▶ _Task requirements_:
First find the line with "let copied = writer.data_len();" in the entries below, then set down exactly every line through the line with "without pitch change", that line included.

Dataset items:
BEGIN

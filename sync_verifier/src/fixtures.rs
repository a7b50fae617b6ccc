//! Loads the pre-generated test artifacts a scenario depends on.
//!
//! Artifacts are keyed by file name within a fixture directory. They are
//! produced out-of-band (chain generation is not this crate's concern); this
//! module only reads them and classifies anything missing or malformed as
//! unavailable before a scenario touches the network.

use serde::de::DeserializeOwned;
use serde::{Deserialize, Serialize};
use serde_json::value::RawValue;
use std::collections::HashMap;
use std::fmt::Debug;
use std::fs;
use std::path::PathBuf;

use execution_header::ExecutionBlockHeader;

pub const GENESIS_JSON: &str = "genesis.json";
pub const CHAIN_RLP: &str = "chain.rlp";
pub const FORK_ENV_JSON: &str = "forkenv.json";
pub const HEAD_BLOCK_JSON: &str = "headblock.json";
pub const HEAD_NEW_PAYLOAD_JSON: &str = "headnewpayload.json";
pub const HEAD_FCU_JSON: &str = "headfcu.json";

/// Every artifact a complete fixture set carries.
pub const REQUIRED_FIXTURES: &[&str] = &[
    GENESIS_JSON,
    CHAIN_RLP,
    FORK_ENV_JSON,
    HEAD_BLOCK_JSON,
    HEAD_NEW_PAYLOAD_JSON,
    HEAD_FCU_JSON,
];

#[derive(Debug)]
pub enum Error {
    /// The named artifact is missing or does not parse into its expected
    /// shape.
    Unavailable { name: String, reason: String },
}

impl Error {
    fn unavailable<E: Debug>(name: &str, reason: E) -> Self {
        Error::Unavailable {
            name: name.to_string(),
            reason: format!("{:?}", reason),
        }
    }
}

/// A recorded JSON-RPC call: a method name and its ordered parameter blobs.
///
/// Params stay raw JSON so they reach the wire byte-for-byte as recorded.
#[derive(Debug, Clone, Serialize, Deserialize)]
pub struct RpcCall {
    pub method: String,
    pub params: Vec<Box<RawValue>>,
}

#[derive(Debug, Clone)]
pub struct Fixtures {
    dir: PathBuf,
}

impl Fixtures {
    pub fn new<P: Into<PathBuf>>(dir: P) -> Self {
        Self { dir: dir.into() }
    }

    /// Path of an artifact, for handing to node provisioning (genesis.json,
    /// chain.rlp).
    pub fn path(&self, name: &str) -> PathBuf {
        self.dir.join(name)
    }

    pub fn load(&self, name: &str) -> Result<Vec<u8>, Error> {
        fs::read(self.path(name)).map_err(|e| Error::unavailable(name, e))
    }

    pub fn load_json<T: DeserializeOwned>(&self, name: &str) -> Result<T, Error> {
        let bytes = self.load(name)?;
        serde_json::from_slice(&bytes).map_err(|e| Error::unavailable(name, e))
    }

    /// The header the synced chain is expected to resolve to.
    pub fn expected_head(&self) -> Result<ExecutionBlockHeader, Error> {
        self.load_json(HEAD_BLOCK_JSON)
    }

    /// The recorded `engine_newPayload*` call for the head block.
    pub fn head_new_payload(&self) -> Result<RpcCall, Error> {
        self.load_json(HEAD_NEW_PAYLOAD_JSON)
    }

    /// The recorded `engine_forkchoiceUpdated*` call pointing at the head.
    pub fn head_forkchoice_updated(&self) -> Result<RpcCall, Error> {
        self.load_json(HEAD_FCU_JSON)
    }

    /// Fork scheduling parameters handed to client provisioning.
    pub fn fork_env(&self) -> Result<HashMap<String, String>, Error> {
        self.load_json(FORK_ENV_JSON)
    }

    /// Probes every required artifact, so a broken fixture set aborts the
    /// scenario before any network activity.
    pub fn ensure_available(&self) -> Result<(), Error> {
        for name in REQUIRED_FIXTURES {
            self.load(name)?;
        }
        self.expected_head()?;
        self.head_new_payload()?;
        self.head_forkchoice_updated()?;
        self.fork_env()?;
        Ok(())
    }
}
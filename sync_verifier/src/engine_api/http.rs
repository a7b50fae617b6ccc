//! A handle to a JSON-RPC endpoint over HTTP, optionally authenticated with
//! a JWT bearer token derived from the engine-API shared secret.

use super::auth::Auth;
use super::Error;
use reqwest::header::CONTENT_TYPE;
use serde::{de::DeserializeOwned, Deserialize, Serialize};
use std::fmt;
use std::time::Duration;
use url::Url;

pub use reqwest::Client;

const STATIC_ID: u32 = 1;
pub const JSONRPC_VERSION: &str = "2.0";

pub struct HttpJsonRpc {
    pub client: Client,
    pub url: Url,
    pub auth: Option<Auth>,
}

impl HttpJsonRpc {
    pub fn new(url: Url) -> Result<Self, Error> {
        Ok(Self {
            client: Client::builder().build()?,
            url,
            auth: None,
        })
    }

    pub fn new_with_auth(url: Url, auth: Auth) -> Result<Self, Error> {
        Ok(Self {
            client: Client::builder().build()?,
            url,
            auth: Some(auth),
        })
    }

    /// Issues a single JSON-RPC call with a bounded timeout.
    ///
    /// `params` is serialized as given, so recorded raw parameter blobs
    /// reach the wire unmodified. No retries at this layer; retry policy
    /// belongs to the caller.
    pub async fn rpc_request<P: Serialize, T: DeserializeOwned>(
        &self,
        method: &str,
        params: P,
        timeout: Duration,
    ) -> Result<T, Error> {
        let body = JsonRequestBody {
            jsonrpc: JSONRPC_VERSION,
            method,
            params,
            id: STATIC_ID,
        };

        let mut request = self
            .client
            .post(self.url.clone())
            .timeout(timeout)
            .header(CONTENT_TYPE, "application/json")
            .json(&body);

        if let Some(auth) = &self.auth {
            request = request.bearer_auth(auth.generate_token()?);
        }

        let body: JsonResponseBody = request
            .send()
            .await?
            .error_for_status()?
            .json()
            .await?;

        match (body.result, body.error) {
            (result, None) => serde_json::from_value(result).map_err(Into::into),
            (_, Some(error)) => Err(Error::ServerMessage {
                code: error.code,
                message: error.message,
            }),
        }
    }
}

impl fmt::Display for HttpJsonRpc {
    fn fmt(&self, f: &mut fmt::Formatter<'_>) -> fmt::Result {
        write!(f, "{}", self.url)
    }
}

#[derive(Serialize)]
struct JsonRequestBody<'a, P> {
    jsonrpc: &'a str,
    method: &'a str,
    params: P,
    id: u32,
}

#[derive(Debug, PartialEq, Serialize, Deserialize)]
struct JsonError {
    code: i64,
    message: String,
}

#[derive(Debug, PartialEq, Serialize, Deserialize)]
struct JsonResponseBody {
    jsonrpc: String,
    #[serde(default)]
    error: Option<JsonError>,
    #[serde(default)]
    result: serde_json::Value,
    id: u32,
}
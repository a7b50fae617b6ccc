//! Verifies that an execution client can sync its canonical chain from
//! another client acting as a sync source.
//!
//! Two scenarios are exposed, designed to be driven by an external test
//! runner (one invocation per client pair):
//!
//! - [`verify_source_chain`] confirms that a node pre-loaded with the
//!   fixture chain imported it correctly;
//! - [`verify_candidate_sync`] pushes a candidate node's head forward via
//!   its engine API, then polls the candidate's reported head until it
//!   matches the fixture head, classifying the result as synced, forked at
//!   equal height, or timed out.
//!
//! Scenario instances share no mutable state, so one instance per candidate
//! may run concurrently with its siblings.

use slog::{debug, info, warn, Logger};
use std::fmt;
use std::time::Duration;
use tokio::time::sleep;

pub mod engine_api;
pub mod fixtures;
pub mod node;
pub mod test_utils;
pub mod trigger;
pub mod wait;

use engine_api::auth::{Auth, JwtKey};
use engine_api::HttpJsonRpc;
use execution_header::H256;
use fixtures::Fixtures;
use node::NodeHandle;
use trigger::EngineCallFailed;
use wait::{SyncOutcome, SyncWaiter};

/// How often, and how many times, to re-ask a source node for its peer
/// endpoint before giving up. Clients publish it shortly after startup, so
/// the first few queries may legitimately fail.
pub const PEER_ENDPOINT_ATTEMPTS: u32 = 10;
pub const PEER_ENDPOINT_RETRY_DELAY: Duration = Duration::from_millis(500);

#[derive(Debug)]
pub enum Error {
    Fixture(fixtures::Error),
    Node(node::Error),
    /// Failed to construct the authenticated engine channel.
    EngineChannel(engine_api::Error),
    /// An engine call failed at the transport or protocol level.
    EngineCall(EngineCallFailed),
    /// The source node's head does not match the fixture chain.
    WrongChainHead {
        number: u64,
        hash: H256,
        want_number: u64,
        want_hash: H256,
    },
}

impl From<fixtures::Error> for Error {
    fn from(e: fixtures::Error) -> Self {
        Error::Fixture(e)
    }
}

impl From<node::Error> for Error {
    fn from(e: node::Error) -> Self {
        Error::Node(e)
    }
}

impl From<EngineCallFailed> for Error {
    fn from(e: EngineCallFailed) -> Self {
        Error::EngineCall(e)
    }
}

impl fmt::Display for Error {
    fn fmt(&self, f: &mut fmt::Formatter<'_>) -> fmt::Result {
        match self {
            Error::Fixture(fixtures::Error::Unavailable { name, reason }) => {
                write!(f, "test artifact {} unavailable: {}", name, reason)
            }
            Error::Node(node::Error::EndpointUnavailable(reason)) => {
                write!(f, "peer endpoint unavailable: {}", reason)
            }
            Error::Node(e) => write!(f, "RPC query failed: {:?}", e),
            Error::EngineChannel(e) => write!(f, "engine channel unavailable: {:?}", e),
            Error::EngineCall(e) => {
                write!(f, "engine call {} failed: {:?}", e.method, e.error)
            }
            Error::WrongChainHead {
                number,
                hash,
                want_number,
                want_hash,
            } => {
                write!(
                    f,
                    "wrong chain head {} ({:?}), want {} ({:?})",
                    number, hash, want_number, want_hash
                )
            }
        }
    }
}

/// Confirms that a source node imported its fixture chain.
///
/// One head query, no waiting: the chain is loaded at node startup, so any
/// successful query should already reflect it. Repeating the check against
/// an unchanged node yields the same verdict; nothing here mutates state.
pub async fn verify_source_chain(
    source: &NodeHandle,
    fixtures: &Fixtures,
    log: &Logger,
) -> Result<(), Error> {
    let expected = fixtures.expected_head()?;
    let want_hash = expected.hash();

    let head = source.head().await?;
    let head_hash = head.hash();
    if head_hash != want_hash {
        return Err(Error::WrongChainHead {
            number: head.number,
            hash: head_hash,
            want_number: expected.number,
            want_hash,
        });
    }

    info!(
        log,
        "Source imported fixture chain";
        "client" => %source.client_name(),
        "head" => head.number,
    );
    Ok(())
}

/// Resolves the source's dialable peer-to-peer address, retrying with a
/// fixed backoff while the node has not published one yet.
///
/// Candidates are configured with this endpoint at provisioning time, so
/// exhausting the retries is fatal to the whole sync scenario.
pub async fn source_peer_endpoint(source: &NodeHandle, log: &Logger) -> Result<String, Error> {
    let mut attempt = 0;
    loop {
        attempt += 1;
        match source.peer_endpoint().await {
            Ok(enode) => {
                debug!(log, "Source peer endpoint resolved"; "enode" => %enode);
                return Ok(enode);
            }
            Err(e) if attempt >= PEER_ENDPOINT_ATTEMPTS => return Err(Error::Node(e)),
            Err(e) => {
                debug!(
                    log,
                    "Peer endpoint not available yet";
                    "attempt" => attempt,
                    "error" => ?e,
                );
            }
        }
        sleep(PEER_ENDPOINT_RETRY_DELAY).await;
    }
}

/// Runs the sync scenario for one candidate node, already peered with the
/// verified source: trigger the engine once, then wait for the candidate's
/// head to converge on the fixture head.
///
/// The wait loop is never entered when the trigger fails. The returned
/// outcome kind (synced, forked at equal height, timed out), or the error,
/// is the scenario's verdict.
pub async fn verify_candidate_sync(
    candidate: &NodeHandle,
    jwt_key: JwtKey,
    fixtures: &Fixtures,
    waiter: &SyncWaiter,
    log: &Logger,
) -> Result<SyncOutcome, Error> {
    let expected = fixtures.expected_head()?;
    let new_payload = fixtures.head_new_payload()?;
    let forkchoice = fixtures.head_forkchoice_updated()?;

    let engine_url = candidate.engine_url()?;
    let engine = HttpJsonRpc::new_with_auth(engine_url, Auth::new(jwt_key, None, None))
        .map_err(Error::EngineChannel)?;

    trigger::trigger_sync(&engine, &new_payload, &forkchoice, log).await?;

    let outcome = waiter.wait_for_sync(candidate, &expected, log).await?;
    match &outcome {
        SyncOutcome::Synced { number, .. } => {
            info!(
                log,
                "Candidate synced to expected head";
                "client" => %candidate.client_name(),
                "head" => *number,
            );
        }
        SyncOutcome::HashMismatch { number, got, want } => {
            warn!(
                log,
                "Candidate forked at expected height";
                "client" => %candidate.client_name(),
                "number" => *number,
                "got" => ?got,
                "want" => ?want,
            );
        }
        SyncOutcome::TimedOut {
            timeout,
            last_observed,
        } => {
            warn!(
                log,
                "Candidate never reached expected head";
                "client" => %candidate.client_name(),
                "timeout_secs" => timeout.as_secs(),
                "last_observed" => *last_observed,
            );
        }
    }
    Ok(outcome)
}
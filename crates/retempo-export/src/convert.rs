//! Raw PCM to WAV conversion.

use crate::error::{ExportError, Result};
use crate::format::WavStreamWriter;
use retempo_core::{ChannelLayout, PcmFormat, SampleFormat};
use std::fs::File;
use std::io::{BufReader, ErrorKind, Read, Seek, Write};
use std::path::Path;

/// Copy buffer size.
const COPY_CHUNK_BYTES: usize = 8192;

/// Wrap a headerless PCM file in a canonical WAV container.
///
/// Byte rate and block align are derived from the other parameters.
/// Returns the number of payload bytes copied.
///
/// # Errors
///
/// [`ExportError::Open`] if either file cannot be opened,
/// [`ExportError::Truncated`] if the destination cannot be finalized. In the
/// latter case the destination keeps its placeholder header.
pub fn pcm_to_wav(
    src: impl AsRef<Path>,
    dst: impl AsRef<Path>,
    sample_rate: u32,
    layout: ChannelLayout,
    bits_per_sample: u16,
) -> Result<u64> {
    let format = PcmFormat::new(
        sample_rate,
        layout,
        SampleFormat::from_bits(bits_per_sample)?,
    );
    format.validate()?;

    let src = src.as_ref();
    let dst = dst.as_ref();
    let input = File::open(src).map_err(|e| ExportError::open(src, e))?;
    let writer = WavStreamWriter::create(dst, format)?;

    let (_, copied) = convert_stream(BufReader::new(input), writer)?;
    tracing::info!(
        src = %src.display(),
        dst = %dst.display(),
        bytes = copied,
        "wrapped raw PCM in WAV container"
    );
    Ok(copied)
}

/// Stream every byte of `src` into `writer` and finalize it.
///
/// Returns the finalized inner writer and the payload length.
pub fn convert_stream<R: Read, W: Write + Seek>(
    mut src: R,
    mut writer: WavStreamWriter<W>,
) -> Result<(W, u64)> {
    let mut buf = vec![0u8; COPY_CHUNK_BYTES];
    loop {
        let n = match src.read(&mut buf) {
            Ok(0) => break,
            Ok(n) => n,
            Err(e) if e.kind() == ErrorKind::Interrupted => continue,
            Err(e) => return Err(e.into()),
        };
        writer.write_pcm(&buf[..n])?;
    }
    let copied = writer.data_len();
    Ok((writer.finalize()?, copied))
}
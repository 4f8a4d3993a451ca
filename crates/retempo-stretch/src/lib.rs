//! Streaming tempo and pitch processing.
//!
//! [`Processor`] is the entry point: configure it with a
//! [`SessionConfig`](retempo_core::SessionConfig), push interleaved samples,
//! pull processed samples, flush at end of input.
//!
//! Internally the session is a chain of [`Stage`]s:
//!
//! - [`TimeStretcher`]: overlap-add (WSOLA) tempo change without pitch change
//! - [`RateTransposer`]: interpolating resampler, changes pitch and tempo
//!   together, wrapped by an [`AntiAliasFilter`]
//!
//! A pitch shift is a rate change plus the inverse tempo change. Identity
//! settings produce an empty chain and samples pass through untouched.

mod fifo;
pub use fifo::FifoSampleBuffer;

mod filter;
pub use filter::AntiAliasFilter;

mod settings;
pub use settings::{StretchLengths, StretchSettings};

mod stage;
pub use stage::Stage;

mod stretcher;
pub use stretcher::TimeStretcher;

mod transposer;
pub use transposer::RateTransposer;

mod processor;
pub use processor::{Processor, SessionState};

END

▶ _Problem solution_:
    let copied = writer.data_len();
    Ok((writer.finalize()?, copied))
}
repository 4f8a4d3993a451ca
filename crates/retempo-stretch/src/lib.rs
//! Streaming tempo and pitch processing.
//!
//! [`Processor`] is the entry point: configure it with a
//! [`SessionConfig`](retempo_core::SessionConfig), push interleaved samples,
//! pull processed samples, flush at end of input.
//!
//! Internally the session is a chain of [`Stage`]s:
//!
//! - [`TimeStretcher`]: overlap-add (WSOLA) tempo change without pitch change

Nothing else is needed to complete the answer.